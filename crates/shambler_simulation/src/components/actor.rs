//! Базовые компоненты акторов: Health

use bevy::prelude::*;

/// Здоровье актора
///
/// Инвариант: current не растёт (лечения нет). На летальном ударе может уйти
/// ниже нуля (50 HP − 55 урона = −5), смерть фиксируется по переходу через 0.
#[derive(Component, Debug, Clone, Copy, PartialEq, Reflect)]
#[reflect(Component)]
pub struct Health {
    pub current: f32,
    pub max: f32,
}

/// Результат применения урона к Health
#[derive(Debug, Clone, Copy, PartialEq, Eq)]
pub enum DamageResult {
    /// amount ≤ 0 (или NaN) — ничего не изменилось
    Ignored,
    /// Урон прошёл, актор жив
    Wounded,
    /// Этот удар убил актора (переход alive → dead, ровно один раз)
    Killed,
    /// Актор уже был мёртв до удара
    AlreadyDead,
}

impl Default for Health {
    fn default() -> Self {
        Self::new(100.0) // Default 100 HP
    }
}

impl Health {
    pub fn new(max: f32) -> Self {
        Self { current: max, max }
    }

    pub fn is_alive(&self) -> bool {
        self.current > 0.0
    }

    pub fn take_damage(&mut self, amount: f32) -> DamageResult {
        // `!(amount > 0.0)` ловит и NaN
        if !(amount > 0.0) {
            return DamageResult::Ignored;
        }

        let was_alive = self.is_alive();
        self.current -= amount;

        match (was_alive, self.is_alive()) {
            (true, true) => DamageResult::Wounded,
            (true, false) => DamageResult::Killed,
            _ => DamageResult::AlreadyDead,
        }
    }
}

▶ **YOUR ASSIGNMENT**: Reproduce every record above, word for word.

▶ **TASK ANSWER**:
filename crates/shambler_simulation/src/components/actor.rs
//! Базовые компоненты акторов: Health

use bevy::prelude::*;

/// Здоровье актора
///
/// Инвариант: current не растёт (лечения нет). На летальном ударе может уйти
/// ниже нуля (50 HP − 55 урона = −5), смерть фиксируется по переходу через 0.
#[derive(Component, Debug, Clone, Copy, PartialEq, Reflect)]
#[reflect(Component)]
pub struct Health {
    pub current: f32,
    pub max: f32,
}

/// Результат применения урона к Health
#[derive(Debug, Clone, Copy, PartialEq, Eq)]
pub enum DamageResult {
    /// amount ≤ 0 (или NaN) — ничего не изменилось
    Ignored,
    /// Урон прошёл, актор жив
    Wounded,
    /// Этот удар убил актора (переход alive → dead, ровно один раз)
    Killed,
    /// Актор уже был мёртв до удара
    AlreadyDead,
}

impl Default for Health {
    fn default() -> Self {
        Self::new(100.0) // Default 100 HP
    }
}

impl Health {
    pub fn new(max: f32) -> Self {
        Self { current: max, max }
    }

    pub fn is_alive(&self) -> bool {
        self.current > 0.0
    }

    pub fn take_damage(&mut self, amount: f32) -> DamageResult {
        // `!(amount > 0.0)` ловит и NaN
        if !(amount > 0.0) {
            return DamageResult::Ignored;
        }

        let was_alive = self.is_alive();
        self.current -= amount;

        match (was_alive, self.is_alive()) {
            (true, true) => DamageResult::Wounded,
            (true, false) => DamageResult::Killed,
            _ => DamageResult::AlreadyDead,
        }
    }
}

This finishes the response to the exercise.